Arturo Cartagena,  de Citar Guadalajara, muleteó con afanes y esfuerzo, pero sin acabar de encontrar ni el terreno ni la distancia a su oponente, que repitió incansable. Pero más que someter, aprovechó la inercia de las embestidas en una labor ligera y movida. Muchos muletazos, pero sin ningún sometimiento y aprovechando los viajes.

Daniel Artazos, de la Escuela de Valencia, saludó con una larga a su oponente, al que lanceó con cadencia y templanza. Luego trasteó con compostura y suficiencia, en un trabajo de buen concepto, aunque algo frío y desapasionado.

Bruno Martínez, de la Escuela de Castellón, recibió con faroles de rodillas al que le cupo  en suerte, vibrante y comunicativo. Luego firmó una faena de largo metraje, en la que anduvo afanoso, pero sin alcanzar mayor relieve. Su epílogo con ranazos cordobesistas  incluidos, no tuvo mucho sentido.

Nicolás Cortijo, de la Escuela de Albacete, toreó con asentamiento y firmeza de planta, en un trabajo de buena expresión, con sentido  de la ligación y el temple. Buen muletero y capaz, firmó una faena maciza y de sólido fundamento.

Olga Casado, de la Escuela de Madrid, lanceó con templanza y cadencia a la verónica. Sabe torear, tiene buen aire, apostura y cadencia, aunque quizá le cuesta cruzarse un poco al pitón contrario y rebozarse más con el animal. Pero templó y firmó enjundiosos pasos de pecho, pasándoselos por delante y vaciándo la embestida. Soltura, facilidad, apostura y prestancia fueron los ingredientes de una labor en la que firmó una notable carta de presentación. Su desacierto con las armas toricidas le privó de mayores recompensas.

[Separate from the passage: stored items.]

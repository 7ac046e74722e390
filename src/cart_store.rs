//! Cart reducer and the store that owns the cart state.
//!
//! [`reduce_cart`] is a pure function of `(state, action, promo table)`.
//! [`CartStore`] applies it, then persists the result: a snapshot write after
//! every successful action, or an erase after [`CartAction::Clear`].

use std::rc::Rc;

use log::{debug, info, warn};
use serde::{Deserialize, Serialize};

use crate::cart_model::{CartLineItem, CartState};
use crate::persistence::{erase_snapshot, load_snapshot, save_snapshot, KeyValueStore};
use crate::product::{Product, ProductId};
use crate::promo::{canonical_code, PromoTable};
use crate::store_error::CartError;

fn one() -> u32 {
    1
}

#[derive(Debug, Clone, PartialEq, Serialize, Deserialize)]
#[serde(tag = "type", rename_all = "camelCase", rename_all_fields = "camelCase")]
pub enum CartAction {
    AddItem {
        product: Product,
        #[serde(default = "one")]
        quantity: u32,
    },
    RemoveItem {
        product_id: ProductId,
    },
    /// Zero or negative quantities remove the line.
    SetQuantity {
        product_id: ProductId,
        quantity: i64,
    },
    Clear,
    ApplyPromo {
        code: String,
    },
    RemovePromo,
}

/// Computes the state that follows `action`.
///
/// Fails only for [`CartAction::ApplyPromo`] with an unknown code, in which
/// case the caller keeps its previous state.
pub fn reduce_cart(
    mut state: CartState,
    action: &CartAction,
    promos: &PromoTable,
) -> Result<CartState, CartError> {
    match action {
        CartAction::AddItem { product, quantity } => {
            add_item(&mut state, product, *quantity);
        }
        CartAction::RemoveItem { product_id } => {
            state.line_items.retain(|item| item.product_id != *product_id);
        }
        CartAction::SetQuantity {
            product_id,
            quantity,
        } => {
            set_quantity(&mut state, *product_id, *quantity);
        }
        CartAction::Clear => {
            state = CartState::default();
        }
        CartAction::ApplyPromo { code } => {
            let code = canonical_code(code);
            let rule = promos
                .lookup(&code)
                .ok_or_else(|| CartError::InvalidPromoCode(code.clone()))?;
            state.discount_amount = rule.discount_for(state.subtotal);
            state.promo_code = Some(code);
        }
        CartAction::RemovePromo => {
            state.promo_code = None;
            state.discount_amount = 0.0;
        }
    }

    recalculate(&mut state, promos);
    Ok(state)
}

fn add_item(state: &mut CartState, product: &Product, quantity: u32) {
    if quantity == 0 {
        return;
    }

    if let Some(item) = state
        .line_items
        .iter_mut()
        .find(|item| item.product_id == product.id)
    {
        item.quantity = item.quantity.saturating_add(quantity).min(item.stock_limit);
        return;
    }

    if product.stock == 0 {
        warn!("Product {} has no stock, not added to cart", product.id);
        return;
    }

    state
        .line_items
        .push(CartLineItem::from_product(product, quantity));
}

fn set_quantity(state: &mut CartState, product_id: ProductId, quantity: i64) {
    let Some(index) = state
        .line_items
        .iter()
        .position(|item| item.product_id == product_id)
    else {
        return;
    };

    let clamped = u32::try_from(quantity.max(0))
        .unwrap_or(u32::MAX)
        .min(state.line_items[index].stock_limit);

    if clamped == 0 {
        state.line_items.remove(index);
    } else {
        state.line_items[index].quantity = clamped;
    }
}

/// Recomputes every derived field from the line items.
///
/// An active promo is re-evaluated against the new subtotal. If its code is
/// no longer in the table the last computed discount is kept.
pub fn recalculate(state: &mut CartState, promos: &PromoTable) {
    state.items_count = state
        .line_items
        .iter()
        .fold(0u32, |count, item| count.saturating_add(item.quantity));
    state.subtotal = state.line_items.iter().map(CartLineItem::line_total).sum();

    if let Some(rule) = state.promo_code.as_deref().and_then(|code| promos.lookup(code)) {
        state.discount_amount = rule.discount_for(state.subtotal);
    }

    state.total = (state.subtotal - state.discount_amount).max(0.0);
}

/// Owns the cart state for one session.
pub struct CartStore {
    state: CartState,
    storage: Rc<dyn KeyValueStore>,
    promos: PromoTable,
    key: String,
}

impl CartStore {
    /// Creates the store, hydrating from the snapshot under `key`.
    pub fn new(storage: Rc<dyn KeyValueStore>, promos: PromoTable, key: impl Into<String>) -> Self {
        let key = key.into();
        let mut state: CartState = load_snapshot(storage.as_ref(), &key);

        // Stored data may predate the quantity invariants.
        state.line_items.retain(|item| item.quantity > 0 && item.stock_limit > 0);
        for item in &mut state.line_items {
            item.quantity = item.quantity.min(item.stock_limit);
        }
        recalculate(&mut state, &promos);

        info!(
            "Cart hydrated from '{key}' with {} line item(s)",
            state.line_items.len()
        );

        Self {
            state,
            storage,
            promos,
            key,
        }
    }

    pub fn state(&self) -> &CartState {
        &self.state
    }

    pub fn promos(&self) -> &PromoTable {
        &self.promos
    }

    pub fn dispatch(&mut self, action: CartAction) -> Result<&CartState, CartError> {
        self.state = reduce_cart(self.state.clone(), &action, &self.promos)?;

        if matches!(action, CartAction::Clear) {
            erase_snapshot(self.storage.as_ref(), &self.key);
        } else {
            save_snapshot(self.storage.as_ref(), &self.key, &self.state);
        }

        Ok(&self.state)
    }

    pub fn add_item(&mut self, product: &Product, quantity: u32) {
        self.apply(CartAction::AddItem {
            product: product.clone(),
            quantity,
        });
    }

    pub fn remove_item(&mut self, product_id: ProductId) {
        self.apply(CartAction::RemoveItem { product_id });
    }

    pub fn set_quantity(&mut self, product_id: ProductId, quantity: i64) {
        self.apply(CartAction::SetQuantity {
            product_id,
            quantity,
        });
    }

    pub fn clear(&mut self) {
        self.apply(CartAction::Clear);
    }

    pub fn apply_promo(&mut self, code: &str) -> Result<(), CartError> {
        self.dispatch(CartAction::ApplyPromo {
            code: code.to_string(),
        })
        .map(|_| ())
    }

    pub fn remove_promo(&mut self) {
        self.apply(CartAction::RemovePromo);
    }

    /// Dispatches an action that cannot fail.
    fn apply(&mut self, action: CartAction) {
        if let Err(e) = self.dispatch(action) {
            debug!("Cart action rejected: {e}");
        }
    }
}
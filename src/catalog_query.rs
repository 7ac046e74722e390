//! Request composition for the remote product catalog, and bookkeeping for
//! incremental ("load more") result loading.
//!
//! No I/O happens here. The HTTP client joins [`CatalogQuery::path`] onto
//! its base URL and sends [`CatalogQuery::params`] as the query string.

use log::debug;
use serde::{Deserialize, Serialize};

use crate::filter_state::FilterState;
use crate::product::{Product, ProductId};

#[derive(Debug, Clone, PartialEq, Eq, Serialize)]
#[serde(rename_all = "camelCase")]
pub struct CatalogQuery {
    pub path: String,
    pub params: Vec<(String, String)>,
}

impl CatalogQuery {
    /// Maps filter state onto the catalog endpoints.
    ///
    /// The catalog cannot combine search with a category, so non-empty
    /// search text wins. Price range and rating are not understood by the
    /// catalog and are applied client-side through [`FilterState::accepts`].
    pub fn from_filters(filters: &FilterState) -> Self {
        let search = filters.search_text.trim();
        let mut params = Vec::new();

        let path = if !search.is_empty() {
            params.push(("q".to_string(), search.to_string()));
            "products/search".to_string()
        } else if let Some(category) = filters.category.key() {
            format!("products/category/{category}")
        } else {
            "products".to_string()
        };

        params.push(("limit".to_string(), filters.page_size.to_string()));
        let skip = filters.skip();
        if skip > 0 {
            params.push(("skip".to_string(), skip.to_string()));
        }
        params.push(("sortBy".to_string(), filters.sort_key.as_str().to_string()));
        params.push(("order".to_string(), filters.sort_direction.as_str().to_string()));

        Self { path, params }
    }

    /// Request for the list of category keys accepted by `SetCategory`.
    pub fn categories() -> Self {
        Self {
            path: "products/categories".to_string(),
            params: Vec::new(),
        }
    }

    /// Request for a single product, as shown on its detail page.
    pub fn product(id: ProductId) -> Self {
        Self {
            path: format!("products/{id}"),
            params: Vec::new(),
        }
    }

    pub fn param(&self, name: &str) -> Option<&str> {
        self.params
            .iter()
            .find(|(key, _)| key == name)
            .map(|(_, value)| value.as_str())
    }
}

fn default_limit() -> u32 {
    20
}

/// One page of catalog results.
#[derive(Debug, Clone, PartialEq, Serialize, Deserialize)]
#[serde(rename_all = "camelCase")]
pub struct CatalogPage {
    #[serde(default)]
    pub products: Vec<Product>,
    /// Total matches across all pages.
    #[serde(default)]
    pub total: u64,
    #[serde(default)]
    pub skip: u64,
    #[serde(default = "default_limit")]
    pub limit: u32,
}

/// Results accumulated across pages for infinite scrolling.
#[derive(Debug, Clone, Default, PartialEq, Serialize)]
#[serde(rename_all = "camelCase")]
pub struct PageAccumulator {
    products: Vec<Product>,
    total: u64,
    loaded_pages: u32,
    has_more: bool,
}

impl PageAccumulator {
    pub fn new() -> Self {
        Self {
            has_more: true,
            ..Self::default()
        }
    }

    /// Takes in the page fetched for `filters.current_page`.
    ///
    /// Page 1 replaces whatever was loaded; later pages append. Products
    /// rejected by the client-side filters are dropped, but `has_more` is
    /// decided on the raw page count so filtering never stalls paging.
    pub fn receive(&mut self, page: CatalogPage, filters: &FilterState) {
        let accepted = page.products.into_iter().filter(|p| filters.accepts(p));

        if filters.current_page <= 1 {
            self.products = accepted.collect();
        } else {
            self.products.extend(accepted);
        }

        self.total = page.total;
        self.loaded_pages = filters.current_page.max(1);
        let requested = u64::from(self.loaded_pages) * u64::from(filters.page_size);
        self.has_more = requested < page.total;

        debug!(
            "Catalog page {} received: {} product(s) kept, total {}, more: {}",
            self.loaded_pages,
            self.products.len(),
            self.total,
            self.has_more
        );
    }

    /// Page to request next, if the catalog reports more results.
    pub fn next_page(&self) -> Option<u32> {
        self.has_more.then(|| self.loaded_pages + 1)
    }

    pub fn reset(&mut self) {
        *self = Self::new();
    }

    pub fn products(&self) -> &[Product] {
        &self.products
    }

    pub fn total(&self) -> u64 {
        self.total
    }

    pub fn has_more(&self) -> bool {
        self.has_more
    }
}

Ian Bermejo, de la Escuela de Castellón, se fue a la puerta de chiqueros a recibir a su oponente, al que luego le dió tres faroles de rodillas y remató con un torero y añejo recorte. Actitud, disposición y ganas de ser fueron las bases de un trabajo esforzado, tesonero, en el que se quedó quieto y pisó terrenos de compromiso. Mató de una buena estocada.